[Stored items]
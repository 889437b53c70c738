//! PostgreSQL backend (sqlx).

use async_trait::async_trait;
use chrono::{DateTime, Utc};
use frictionary_core::{Suggestion, SuggestionDraft, VoteSign, VoteTally};
use sqlx::postgres::{PgPoolOptions, PgRow};
use sqlx::{PgPool, Row};
use tracing::info;

use crate::store::{SampleRange, StoreError, SuggestionBackend};

const SUGGESTION_COLUMNS: &str = "id, site, title, excerpt, reference_url, fetched_at, \
     votes_positive, votes_negative, sampling_key";

#[derive(Debug, Clone)]
pub struct PgBackend {
    pool: PgPool,
}

impl PgBackend {
    pub async fn connect(database_url: &str) -> Result<Self, StoreError> {
        let pool = PgPoolOptions::new()
            .max_connections(8)
            .connect(database_url)
            .await?;
        Ok(Self { pool })
    }

    pub fn from_pool(pool: PgPool) -> Self {
        Self { pool }
    }

    pub async fn migrate(&self) -> Result<(), StoreError> {
        sqlx::migrate!().run(&self.pool).await?;
        info!("suggestion schema is up to date");
        Ok(())
    }
}

fn row_to_suggestion(row: &PgRow) -> Result<Suggestion, sqlx::Error> {
    let positive: i64 = row.try_get("votes_positive")?;
    let negative: i64 = row.try_get("votes_negative")?;
    Ok(Suggestion {
        id: row.try_get("id")?,
        site: row.try_get("site")?,
        title: row.try_get("title")?,
        excerpt: row.try_get("excerpt")?,
        reference_url: row.try_get("reference_url")?,
        fetched_at: row.try_get("fetched_at")?,
        votes: VoteTally::from_counts(positive.max(0) as u64, negative.max(0) as u64),
        sampling_key: row.try_get("sampling_key")?,
    })
}

fn rows_to_suggestions(rows: &[PgRow]) -> Result<Vec<Suggestion>, StoreError> {
    rows.iter()
        .map(|row| row_to_suggestion(row).map_err(StoreError::from))
        .collect()
}

#[async_trait]
impl SuggestionBackend for PgBackend {
    async fn upsert_many(&self, drafts: &[SuggestionDraft]) -> Result<Vec<Suggestion>, StoreError> {
        let sql = format!(
            r#"
            INSERT INTO suggestions
                   (id, site, title, excerpt, reference_url, fetched_at, sampling_key)
            VALUES ($1, $2, $3, $4, $5, $6, $7)
            ON CONFLICT (id) DO UPDATE
               SET site = EXCLUDED.site,
                   title = EXCLUDED.title,
                   excerpt = EXCLUDED.excerpt,
                   reference_url = EXCLUDED.reference_url,
                   fetched_at = EXCLUDED.fetched_at
            RETURNING {SUGGESTION_COLUMNS}
            "#
        );

        let mut tx = self.pool.begin().await?;
        let mut saved = Vec::with_capacity(drafts.len());
        for draft in drafts {
            let row = sqlx::query(&sql)
                .bind(draft.id())
                .bind(&draft.site)
                .bind(&draft.title)
                .bind(&draft.excerpt)
                .bind(&draft.reference_url)
                .bind(draft.fetched_at)
                .bind(rand::random::<f64>())
                .fetch_one(&mut *tx)
                .await?;
            saved.push(row_to_suggestion(&row)?);
        }
        tx.commit().await?;
        Ok(saved)
    }

    async fn record_vote(&self, id: &str, sign: VoteSign) -> Result<VoteTally, StoreError> {
        let (up, down) = match sign {
            VoteSign::Up => (1i64, 0i64),
            VoteSign::Down => (0, 1),
        };
        let row = sqlx::query(
            r#"
            UPDATE suggestions
               SET votes_positive = votes_positive + $2,
                   votes_negative = votes_negative + $3
             WHERE id = $1
            RETURNING votes_positive, votes_negative
            "#,
        )
        .bind(id)
        .bind(up)
        .bind(down)
        .fetch_optional(&self.pool)
        .await?
        .ok_or_else(|| StoreError::NotFound(id.to_string()))?;

        let positive: i64 = row.try_get("votes_positive")?;
        let negative: i64 = row.try_get("votes_negative")?;
        Ok(VoteTally::from_counts(positive as u64, negative as u64))
    }

    async fn top_by_score(&self, site: &str, limit: usize) -> Result<Vec<Suggestion>, StoreError> {
        let sql = format!(
            r#"
            SELECT {SUGGESTION_COLUMNS}
              FROM suggestions
             WHERE site = $1
             ORDER BY votes_positive - votes_negative DESC, id ASC
             LIMIT $2
            "#
        );
        let rows = sqlx::query(&sql)
            .bind(site)
            .bind(limit as i64)
            .fetch_all(&self.pool)
            .await?;
        rows_to_suggestions(&rows)
    }

    async fn sample(
        &self,
        site: &str,
        range: SampleRange,
        limit: usize,
    ) -> Result<Vec<Suggestion>, StoreError> {
        let clause = if range.descending {
            "sampling_key <= $2 ORDER BY sampling_key DESC"
        } else {
            "sampling_key >= $2 ORDER BY sampling_key ASC"
        };
        let sql = format!(
            "SELECT {SUGGESTION_COLUMNS} FROM suggestions WHERE site = $1 AND {clause} LIMIT $3"
        );
        let rows = sqlx::query(&sql)
            .bind(site)
            .bind(range.pivot)
            .bind(limit as i64)
            .fetch_all(&self.pool)
            .await?;
        rows_to_suggestions(&rows)
    }

    async fn prune_outdated(&self, cutoff: DateTime<Utc>) -> Result<u64, StoreError> {
        let result = sqlx::query(
            r#"
            DELETE FROM suggestions
             WHERE fetched_at < $1
               AND votes_positive - votes_negative <= 0
            "#,
        )
        .bind(cutoff)
        .execute(&self.pool)
        .await?;
        Ok(result.rows_affected())
    }
}

#[cfg(test)]
mod tests {
    use super::*;

    fn draft(site: &str, title: &str, excerpt: &str, fetched_at: DateTime<Utc>) -> SuggestionDraft {
        SuggestionDraft {
            site: site.to_string(),
            title: title.to_string(),
            excerpt: excerpt.to_string(),
            reference_url: format!("https://{site}.example/w/index.php?title={title}"),
            fetched_at,
        }
    }

    async fn backend() -> PgBackend {
        let url = std::env::var("DATABASE_URL").expect("DATABASE_URL must point at a scratch database");
        let pool = PgPoolOptions::new().max_connections(2).connect(&url).await.unwrap();
        let backend = PgBackend::from_pool(pool);
        backend.migrate().await.unwrap();
        backend
    }

    #[tokio::test]
    #[ignore = "needs DATABASE_URL"]
    async fn upsert_keeps_votes_and_sampling_key() {
        let backend = backend().await;
        let site = format!("pgtest{}", Utc::now().timestamp_micros());
        let now = Utc::now();

        let first = backend
            .upsert_many(&[draft(&site, "Osmium", "<b>Osmium</b> v1", now)])
            .await
            .unwrap();
        let id = first[0].id.clone();
        assert_eq!(id, format!("{site}:Osmium"));
        assert_eq!(first[0].votes.total, 0);

        backend.record_vote(&id, VoteSign::Up).await.unwrap();
        let tally = backend.record_vote(&id, VoteSign::Up).await.unwrap();
        assert_eq!((tally.positive, tally.total), (2, 2));

        let again = backend
            .upsert_many(&[draft(&site, "Osmium", "<b>Osmium</b> v2", now)])
            .await
            .unwrap();
        assert_eq!(again[0].excerpt, "<b>Osmium</b> v2");
        assert_eq!(again[0].votes.total, 2);
        assert_eq!(again[0].sampling_key, first[0].sampling_key);

        assert!(matches!(
            backend.record_vote(&format!("{site}:Nope"), VoteSign::Down).await,
            Err(StoreError::NotFound(_))
        ));

        let top = backend.top_by_score(&site, 10).await.unwrap();
        assert_eq!(top.len(), 1);

        let range = SampleRange {
            pivot: first[0].sampling_key,
            descending: false,
        };
        for r in [range, range.complement()] {
            let found = backend.sample(&site, r, 10).await.unwrap();
            assert_eq!(found.len(), 1, "{r:?}");
        }

        let later = now + chrono::Duration::days(30);
        // other rows in the scratch database may be pruned too
        backend.prune_outdated(later).await.unwrap();
        assert_eq!(backend.top_by_score(&site, 10).await.unwrap().len(), 1);
        backend.record_vote(&id, VoteSign::Down).await.unwrap();
        backend.record_vote(&id, VoteSign::Down).await.unwrap();
        assert!(backend.prune_outdated(later).await.unwrap() >= 1);
        assert!(backend.top_by_score(&site, 10).await.unwrap().is_empty());
    }
}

■ EXERCISE OBJECTIVE: Show all lines from the data that contain "VoteSign".

■ YOUR SOLUTION:
use frictionary_core::{Suggestion, SuggestionDraft, VoteSign, VoteTally};
    async fn record_vote(&self, id: &str, sign: VoteSign) -> Result<VoteTally, StoreError> {
            VoteSign::Up => (1i64, 0i64),
            VoteSign::Down => (0, 1),
        backend.record_vote(&id, VoteSign::Up).await.unwrap();
        let tally = backend.record_vote(&id, VoteSign::Up).await.unwrap();
            backend.record_vote(&format!("{site}:Nope"), VoteSign::Down).await,
        backend.record_vote(&id, VoteSign::Down).await.unwrap();
        backend.record_vote(&id, VoteSign::Down).await.unwrap();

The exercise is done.